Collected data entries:
*****
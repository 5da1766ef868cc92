pub mod cli;
pub mod config;
pub mod log;
pub mod portfolio;
pub mod providers;
pub mod rates;
pub mod service;

use crate::portfolio::transaction::InMemoryTransactionSource;
use crate::providers::yahoo_finance::YahooFinanceProvider;
use crate::service::PortfolioService;
use anyhow::Result;
use std::sync::Arc;
use tracing::{debug, info, warn};

#[derive(Debug, Clone, Copy)]
pub enum AppCommand {
    Summary,
    Rates,
    Refresh,
}

pub async fn run_command(command: AppCommand, config_path: Option<&str>) -> Result<()> {
    info!("Bitcoin portfolio tracker starting...");

    let config = match config_path {
        Some(path) => config::AppConfig::load_from_path(path)?,
        None => config::AppConfig::load()?,
    };
    debug!("Loaded config: {config:#?}");

    let base_url = config
        .providers
        .yahoo
        .as_ref()
        .map_or("https://query1.finance.yahoo.com", |p| &p.base_url);
    let provider = Arc::new(YahooFinanceProvider::new(base_url)?);
    let transactions = Arc::new(InMemoryTransactionSource::new(config.transactions.clone()));

    let data_dir = match config.data_path() {
        Ok(dir) => Some(dir),
        Err(e) => {
            warn!(error = %e, "No data directory available, running without persistence");
            None
        }
    };

    let service = PortfolioService::new(&config, provider, transactions, data_dir);

    match command {
        AppCommand::Summary => {
            // Best effort: a failed refresh still leaves the persisted or
            // fallback rates to value against.
            if let Err(e) = service.force_refresh_rates().await {
                warn!(error = %e, "Rate refresh failed, using last known rates");
            }
            let summary = service.get_portfolio_summary(false).await?;
            println!("{}", cli::summary::render(&summary));
        }
        AppCommand::Rates => {
            let (snapshot, age) = service.rates();
            println!("{}", cli::rates::render(&snapshot, age));
        }
        AppCommand::Refresh => {
            service.force_refresh_rates().await?;
            let (snapshot, age) = service.rates();
            println!("{}", cli::rates::render(&snapshot, age));
        }
    }

    Ok(())
}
*****
## WHAT YOU NEED TO DO
Write out the records exactly, starting at the first line and stopping after the line that contains "directory available, running".

## TASK SOLUTION
repository 5da1766ef868cc92
pub mod cli;
pub mod config;
pub mod log;
pub mod portfolio;
pub mod providers;
pub mod rates;
pub mod service;

use crate::portfolio::transaction::InMemoryTransactionSource;
use crate::providers::yahoo_finance::YahooFinanceProvider;
use crate::service::PortfolioService;
use anyhow::Result;
use std::sync::Arc;
use tracing::{debug, info, warn};

#[derive(Debug, Clone, Copy)]
pub enum AppCommand {
    Summary,
    Rates,
    Refresh,
}

pub async fn run_command(command: AppCommand, config_path: Option<&str>) -> Result<()> {
    info!("Bitcoin portfolio tracker starting...");

    let config = match config_path {
        Some(path) => config::AppConfig::load_from_path(path)?,
        None => config::AppConfig::load()?,
    };
    debug!("Loaded config: {config:#?}");

    let base_url = config
        .providers
        .yahoo
        .as_ref()
        .map_or("https://query1.finance.yahoo.com", |p| &p.base_url);
    let provider = Arc::new(YahooFinanceProvider::new(base_url)?);
    let transactions = Arc::new(InMemoryTransactionSource::new(config.transactions.clone()));

    let data_dir = match config.data_path() {
        Ok(dir) => Some(dir),
        Err(e) => {
            warn!(error = %e, "No data directory available, running without persistence");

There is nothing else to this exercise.